Task details - How many lines below contain the word "BatchSize"? Reply solely with the number.

Data shown -
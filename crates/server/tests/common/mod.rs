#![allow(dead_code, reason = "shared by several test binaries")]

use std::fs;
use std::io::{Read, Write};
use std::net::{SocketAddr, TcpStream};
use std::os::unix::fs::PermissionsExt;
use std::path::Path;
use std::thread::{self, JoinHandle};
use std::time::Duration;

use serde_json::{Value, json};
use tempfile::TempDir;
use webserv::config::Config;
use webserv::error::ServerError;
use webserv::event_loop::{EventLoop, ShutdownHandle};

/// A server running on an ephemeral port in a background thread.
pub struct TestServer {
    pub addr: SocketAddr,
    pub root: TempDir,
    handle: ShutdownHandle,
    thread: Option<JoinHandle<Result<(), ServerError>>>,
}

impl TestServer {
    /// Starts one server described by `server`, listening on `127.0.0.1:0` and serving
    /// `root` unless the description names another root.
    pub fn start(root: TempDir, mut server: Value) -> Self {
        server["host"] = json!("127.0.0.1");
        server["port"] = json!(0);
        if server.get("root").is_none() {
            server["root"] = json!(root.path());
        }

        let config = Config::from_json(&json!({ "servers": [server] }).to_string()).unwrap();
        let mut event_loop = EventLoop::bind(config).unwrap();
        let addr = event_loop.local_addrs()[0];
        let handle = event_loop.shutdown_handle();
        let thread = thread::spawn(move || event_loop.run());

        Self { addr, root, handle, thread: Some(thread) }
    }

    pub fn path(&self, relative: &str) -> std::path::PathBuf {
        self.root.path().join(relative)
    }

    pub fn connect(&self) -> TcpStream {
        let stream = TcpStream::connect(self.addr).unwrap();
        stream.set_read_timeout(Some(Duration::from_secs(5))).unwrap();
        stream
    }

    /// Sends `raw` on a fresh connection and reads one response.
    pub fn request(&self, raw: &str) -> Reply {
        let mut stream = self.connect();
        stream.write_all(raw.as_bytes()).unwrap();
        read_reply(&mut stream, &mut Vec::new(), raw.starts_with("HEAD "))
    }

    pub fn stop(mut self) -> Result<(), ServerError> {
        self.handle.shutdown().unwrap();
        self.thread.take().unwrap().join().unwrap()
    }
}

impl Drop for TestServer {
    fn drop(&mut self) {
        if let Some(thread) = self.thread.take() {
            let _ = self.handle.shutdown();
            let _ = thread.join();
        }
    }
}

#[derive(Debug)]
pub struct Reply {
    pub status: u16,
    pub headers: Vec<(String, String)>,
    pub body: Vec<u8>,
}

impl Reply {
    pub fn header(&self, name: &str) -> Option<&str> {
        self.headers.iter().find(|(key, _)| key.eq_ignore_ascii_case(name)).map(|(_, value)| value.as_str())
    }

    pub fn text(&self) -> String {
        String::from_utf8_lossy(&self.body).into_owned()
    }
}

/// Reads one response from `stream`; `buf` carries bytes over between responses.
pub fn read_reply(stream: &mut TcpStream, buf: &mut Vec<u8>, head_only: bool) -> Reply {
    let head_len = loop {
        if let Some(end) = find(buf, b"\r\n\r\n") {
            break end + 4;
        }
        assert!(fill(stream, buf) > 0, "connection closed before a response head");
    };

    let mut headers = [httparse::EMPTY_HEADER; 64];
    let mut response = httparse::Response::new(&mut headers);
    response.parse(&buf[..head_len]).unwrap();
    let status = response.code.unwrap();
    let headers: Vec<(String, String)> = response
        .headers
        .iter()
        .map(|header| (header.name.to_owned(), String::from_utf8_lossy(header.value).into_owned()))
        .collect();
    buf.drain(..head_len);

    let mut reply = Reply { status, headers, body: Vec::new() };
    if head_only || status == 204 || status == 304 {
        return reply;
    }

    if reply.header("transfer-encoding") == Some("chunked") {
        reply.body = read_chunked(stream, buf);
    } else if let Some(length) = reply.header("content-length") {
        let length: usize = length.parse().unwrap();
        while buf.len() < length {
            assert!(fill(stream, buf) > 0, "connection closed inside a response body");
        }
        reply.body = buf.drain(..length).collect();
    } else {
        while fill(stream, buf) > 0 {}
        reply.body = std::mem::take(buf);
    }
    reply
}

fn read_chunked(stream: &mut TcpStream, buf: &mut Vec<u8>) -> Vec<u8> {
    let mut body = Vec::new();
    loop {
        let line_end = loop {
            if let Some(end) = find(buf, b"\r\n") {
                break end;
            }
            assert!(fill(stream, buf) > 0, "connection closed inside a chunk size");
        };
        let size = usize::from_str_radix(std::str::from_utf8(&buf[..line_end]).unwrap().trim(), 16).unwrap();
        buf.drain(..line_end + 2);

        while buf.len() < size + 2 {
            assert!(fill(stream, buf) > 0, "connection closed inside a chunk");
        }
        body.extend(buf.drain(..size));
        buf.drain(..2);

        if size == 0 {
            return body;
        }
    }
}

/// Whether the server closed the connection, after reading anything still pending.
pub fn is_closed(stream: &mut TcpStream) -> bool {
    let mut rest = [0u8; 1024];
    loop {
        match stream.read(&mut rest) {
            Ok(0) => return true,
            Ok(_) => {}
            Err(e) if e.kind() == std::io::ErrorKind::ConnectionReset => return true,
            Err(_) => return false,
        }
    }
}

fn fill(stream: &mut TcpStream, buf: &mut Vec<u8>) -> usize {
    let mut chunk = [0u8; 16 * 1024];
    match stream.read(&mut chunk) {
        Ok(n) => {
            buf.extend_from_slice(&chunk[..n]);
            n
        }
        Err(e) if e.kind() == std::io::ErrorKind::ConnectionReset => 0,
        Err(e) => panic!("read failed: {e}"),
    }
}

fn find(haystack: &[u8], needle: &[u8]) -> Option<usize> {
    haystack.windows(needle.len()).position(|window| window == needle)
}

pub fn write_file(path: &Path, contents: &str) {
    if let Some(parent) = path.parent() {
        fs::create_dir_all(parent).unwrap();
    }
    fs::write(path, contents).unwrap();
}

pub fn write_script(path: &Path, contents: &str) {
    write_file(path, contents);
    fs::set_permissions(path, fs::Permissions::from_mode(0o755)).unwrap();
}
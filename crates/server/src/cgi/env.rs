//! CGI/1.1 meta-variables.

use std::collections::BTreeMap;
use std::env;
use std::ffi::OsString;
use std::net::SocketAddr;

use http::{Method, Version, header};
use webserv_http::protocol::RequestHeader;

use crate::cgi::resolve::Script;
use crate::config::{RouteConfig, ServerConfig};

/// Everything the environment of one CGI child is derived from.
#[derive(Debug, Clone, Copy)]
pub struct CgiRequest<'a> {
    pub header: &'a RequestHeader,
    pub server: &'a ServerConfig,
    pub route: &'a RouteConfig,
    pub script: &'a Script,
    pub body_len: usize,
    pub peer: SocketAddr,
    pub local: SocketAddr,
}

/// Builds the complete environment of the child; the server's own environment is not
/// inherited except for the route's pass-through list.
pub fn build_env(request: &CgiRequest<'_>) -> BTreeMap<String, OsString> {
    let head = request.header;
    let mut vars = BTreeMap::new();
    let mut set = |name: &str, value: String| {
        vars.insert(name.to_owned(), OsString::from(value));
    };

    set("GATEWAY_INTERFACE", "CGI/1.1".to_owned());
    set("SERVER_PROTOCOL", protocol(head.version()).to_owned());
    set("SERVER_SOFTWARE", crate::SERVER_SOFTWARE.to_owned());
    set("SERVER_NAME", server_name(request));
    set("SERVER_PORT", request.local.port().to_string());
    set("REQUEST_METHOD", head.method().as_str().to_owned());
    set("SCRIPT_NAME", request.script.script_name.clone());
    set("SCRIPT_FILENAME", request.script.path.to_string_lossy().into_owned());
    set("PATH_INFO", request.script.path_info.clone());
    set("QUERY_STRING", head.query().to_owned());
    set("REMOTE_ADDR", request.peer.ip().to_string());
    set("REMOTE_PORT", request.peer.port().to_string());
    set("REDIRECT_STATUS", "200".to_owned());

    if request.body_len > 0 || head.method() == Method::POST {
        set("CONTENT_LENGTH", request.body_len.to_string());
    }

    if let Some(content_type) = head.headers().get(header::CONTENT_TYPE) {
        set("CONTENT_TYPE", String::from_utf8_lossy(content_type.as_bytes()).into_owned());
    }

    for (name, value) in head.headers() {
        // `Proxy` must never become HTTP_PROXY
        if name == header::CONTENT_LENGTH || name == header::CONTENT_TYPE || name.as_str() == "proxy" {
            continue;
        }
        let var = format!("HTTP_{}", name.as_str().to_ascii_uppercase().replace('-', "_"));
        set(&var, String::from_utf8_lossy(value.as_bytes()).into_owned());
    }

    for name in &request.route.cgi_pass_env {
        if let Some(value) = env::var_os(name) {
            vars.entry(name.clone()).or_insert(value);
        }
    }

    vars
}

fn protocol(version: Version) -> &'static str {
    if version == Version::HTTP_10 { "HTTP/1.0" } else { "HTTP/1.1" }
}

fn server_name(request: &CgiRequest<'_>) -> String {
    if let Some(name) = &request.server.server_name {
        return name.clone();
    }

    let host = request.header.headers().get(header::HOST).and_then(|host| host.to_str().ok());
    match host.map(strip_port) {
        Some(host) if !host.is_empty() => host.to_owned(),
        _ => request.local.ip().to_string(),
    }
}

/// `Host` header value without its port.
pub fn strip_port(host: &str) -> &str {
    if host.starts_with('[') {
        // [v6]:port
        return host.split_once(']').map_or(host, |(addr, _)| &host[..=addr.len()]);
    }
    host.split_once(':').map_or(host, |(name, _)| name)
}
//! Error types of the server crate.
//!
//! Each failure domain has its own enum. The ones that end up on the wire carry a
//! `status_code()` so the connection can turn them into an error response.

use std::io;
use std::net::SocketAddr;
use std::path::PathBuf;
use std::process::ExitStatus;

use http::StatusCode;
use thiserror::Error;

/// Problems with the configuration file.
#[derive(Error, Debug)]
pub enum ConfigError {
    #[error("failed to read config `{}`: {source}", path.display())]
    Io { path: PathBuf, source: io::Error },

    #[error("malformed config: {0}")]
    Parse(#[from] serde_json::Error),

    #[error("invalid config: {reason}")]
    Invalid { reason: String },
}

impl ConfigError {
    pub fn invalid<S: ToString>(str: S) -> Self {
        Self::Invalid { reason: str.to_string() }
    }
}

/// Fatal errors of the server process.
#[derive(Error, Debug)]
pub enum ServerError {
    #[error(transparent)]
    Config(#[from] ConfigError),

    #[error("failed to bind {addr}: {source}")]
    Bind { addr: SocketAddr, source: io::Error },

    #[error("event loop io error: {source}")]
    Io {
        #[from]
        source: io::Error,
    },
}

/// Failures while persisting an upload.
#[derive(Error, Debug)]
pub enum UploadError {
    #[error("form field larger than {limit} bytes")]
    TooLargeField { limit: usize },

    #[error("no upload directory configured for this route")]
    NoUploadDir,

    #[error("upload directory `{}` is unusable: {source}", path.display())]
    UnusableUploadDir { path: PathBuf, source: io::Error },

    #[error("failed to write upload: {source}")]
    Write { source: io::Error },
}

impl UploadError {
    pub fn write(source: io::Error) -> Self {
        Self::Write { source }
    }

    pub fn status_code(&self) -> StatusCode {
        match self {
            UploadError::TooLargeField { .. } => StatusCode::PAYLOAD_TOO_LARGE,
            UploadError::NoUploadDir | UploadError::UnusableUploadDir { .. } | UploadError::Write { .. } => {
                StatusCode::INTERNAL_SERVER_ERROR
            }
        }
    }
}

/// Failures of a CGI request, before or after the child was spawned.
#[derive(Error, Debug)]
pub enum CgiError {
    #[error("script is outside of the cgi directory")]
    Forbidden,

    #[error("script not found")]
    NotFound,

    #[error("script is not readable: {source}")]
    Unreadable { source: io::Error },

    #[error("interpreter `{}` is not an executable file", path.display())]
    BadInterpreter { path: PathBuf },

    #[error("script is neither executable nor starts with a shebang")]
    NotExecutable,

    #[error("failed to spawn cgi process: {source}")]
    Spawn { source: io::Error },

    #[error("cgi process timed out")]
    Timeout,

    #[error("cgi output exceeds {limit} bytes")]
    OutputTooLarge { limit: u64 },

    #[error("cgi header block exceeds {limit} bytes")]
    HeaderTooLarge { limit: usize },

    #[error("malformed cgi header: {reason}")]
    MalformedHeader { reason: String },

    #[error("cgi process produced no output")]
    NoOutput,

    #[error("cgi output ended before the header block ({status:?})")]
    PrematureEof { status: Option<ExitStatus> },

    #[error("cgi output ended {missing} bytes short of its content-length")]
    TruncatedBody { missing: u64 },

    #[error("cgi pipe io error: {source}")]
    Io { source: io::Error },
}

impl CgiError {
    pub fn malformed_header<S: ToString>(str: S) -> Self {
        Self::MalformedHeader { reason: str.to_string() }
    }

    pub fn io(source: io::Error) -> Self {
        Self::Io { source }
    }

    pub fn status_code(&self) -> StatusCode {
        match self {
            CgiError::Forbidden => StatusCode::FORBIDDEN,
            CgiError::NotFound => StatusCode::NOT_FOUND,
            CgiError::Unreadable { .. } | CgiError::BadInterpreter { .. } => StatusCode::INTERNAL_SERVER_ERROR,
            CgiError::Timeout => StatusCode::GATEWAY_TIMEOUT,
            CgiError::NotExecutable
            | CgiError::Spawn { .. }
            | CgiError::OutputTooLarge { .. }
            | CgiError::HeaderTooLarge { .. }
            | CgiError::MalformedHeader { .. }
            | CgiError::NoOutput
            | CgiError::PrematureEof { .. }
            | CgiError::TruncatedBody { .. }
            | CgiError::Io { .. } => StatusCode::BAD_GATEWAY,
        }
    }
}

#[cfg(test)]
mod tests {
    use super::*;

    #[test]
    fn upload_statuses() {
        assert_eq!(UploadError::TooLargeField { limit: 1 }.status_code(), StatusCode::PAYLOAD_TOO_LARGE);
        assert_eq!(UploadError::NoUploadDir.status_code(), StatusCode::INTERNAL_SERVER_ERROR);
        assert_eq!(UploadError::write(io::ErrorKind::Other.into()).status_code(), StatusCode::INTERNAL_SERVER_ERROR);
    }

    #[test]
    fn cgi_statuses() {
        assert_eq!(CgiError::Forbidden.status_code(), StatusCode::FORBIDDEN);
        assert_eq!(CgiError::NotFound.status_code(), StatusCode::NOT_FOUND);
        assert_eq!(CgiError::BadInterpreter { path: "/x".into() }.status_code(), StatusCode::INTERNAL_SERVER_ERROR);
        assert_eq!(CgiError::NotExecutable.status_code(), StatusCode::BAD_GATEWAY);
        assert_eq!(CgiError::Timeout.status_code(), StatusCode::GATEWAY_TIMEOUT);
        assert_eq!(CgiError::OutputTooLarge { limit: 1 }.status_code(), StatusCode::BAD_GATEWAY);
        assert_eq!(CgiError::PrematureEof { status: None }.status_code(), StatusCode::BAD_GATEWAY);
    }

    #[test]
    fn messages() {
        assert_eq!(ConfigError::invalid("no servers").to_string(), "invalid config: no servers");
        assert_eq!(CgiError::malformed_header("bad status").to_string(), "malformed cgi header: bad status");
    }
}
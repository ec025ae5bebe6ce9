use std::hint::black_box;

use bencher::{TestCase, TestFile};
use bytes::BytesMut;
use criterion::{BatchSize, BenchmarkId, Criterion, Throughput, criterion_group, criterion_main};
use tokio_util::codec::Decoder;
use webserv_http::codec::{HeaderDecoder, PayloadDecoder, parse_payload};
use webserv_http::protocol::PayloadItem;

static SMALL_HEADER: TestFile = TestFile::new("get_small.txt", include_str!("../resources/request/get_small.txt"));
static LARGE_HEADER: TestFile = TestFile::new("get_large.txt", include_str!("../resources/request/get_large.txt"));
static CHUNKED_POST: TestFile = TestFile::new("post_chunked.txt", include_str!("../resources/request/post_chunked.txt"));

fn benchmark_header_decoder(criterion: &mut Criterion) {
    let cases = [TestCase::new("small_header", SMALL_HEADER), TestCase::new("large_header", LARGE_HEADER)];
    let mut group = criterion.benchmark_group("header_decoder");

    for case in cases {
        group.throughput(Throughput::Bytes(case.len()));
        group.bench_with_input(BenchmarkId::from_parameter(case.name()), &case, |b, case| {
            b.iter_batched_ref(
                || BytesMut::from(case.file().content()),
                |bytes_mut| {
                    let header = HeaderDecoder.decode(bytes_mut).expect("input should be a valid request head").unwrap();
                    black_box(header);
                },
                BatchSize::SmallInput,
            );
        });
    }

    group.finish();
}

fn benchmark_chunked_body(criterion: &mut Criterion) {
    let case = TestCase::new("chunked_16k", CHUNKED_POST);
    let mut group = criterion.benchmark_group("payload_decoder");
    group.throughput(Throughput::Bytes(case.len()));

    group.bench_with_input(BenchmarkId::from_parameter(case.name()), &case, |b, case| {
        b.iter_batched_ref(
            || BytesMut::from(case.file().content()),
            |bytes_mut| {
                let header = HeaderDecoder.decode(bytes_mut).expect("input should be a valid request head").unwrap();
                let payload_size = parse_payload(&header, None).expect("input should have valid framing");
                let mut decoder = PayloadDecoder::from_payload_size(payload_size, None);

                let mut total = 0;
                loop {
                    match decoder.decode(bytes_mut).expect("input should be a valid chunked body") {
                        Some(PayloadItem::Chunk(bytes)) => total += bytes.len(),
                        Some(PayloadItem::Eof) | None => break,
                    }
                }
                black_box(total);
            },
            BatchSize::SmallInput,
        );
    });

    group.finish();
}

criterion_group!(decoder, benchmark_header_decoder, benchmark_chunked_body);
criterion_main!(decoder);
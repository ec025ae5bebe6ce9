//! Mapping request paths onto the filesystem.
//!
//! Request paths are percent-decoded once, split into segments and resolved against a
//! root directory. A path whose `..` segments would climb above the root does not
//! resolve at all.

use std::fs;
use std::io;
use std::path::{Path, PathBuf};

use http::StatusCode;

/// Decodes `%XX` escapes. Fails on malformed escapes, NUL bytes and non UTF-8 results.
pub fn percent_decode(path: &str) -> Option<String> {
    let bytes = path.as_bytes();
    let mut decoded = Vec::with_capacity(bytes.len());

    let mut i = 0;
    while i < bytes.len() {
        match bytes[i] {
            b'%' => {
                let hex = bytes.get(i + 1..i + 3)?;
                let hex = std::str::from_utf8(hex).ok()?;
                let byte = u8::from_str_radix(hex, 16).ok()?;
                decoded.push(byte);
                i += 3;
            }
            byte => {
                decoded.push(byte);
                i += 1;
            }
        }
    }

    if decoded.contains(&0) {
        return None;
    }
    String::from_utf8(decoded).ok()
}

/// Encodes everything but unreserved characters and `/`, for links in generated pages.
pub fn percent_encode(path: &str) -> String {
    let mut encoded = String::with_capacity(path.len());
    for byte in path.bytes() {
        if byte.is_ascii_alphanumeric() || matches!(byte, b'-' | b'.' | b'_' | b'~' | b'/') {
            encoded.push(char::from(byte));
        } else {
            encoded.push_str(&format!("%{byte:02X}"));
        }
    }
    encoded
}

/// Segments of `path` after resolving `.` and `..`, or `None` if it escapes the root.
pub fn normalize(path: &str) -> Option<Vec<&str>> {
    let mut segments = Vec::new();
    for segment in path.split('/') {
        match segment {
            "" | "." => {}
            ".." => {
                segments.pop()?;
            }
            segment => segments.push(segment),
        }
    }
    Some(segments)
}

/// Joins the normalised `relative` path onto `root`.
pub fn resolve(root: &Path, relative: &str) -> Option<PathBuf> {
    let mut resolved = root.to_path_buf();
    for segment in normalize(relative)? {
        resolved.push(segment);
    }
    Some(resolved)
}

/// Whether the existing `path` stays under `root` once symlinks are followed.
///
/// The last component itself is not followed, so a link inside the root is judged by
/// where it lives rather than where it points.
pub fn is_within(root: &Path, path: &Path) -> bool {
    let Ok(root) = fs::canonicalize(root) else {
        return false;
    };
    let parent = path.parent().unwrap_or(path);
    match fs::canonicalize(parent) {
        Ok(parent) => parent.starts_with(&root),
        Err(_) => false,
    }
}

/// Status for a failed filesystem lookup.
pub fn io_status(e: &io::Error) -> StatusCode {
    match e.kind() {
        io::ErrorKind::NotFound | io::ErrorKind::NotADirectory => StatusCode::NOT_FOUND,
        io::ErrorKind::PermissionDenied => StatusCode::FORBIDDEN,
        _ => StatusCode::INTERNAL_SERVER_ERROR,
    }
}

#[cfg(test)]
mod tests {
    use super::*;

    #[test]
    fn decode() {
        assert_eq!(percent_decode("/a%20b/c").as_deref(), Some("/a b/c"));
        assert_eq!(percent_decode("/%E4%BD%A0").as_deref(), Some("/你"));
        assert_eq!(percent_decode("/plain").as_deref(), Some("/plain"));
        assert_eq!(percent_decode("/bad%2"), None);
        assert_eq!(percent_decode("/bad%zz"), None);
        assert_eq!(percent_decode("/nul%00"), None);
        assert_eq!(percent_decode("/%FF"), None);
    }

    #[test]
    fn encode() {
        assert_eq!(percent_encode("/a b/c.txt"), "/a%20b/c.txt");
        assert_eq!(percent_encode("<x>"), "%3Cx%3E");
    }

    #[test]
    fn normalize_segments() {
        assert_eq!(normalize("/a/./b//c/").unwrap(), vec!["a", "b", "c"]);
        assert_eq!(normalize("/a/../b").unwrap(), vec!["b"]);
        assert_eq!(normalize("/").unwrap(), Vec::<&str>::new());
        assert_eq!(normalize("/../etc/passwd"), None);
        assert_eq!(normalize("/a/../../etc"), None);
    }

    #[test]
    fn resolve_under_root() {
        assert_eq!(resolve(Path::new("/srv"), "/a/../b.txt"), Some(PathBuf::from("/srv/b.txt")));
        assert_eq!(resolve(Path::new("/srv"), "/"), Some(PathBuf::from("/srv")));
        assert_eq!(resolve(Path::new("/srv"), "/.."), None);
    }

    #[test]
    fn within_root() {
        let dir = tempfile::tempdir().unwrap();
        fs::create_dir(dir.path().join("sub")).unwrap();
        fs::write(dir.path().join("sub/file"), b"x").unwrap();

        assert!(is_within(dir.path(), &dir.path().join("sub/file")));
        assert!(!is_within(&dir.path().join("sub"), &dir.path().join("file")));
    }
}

Exercise response - 3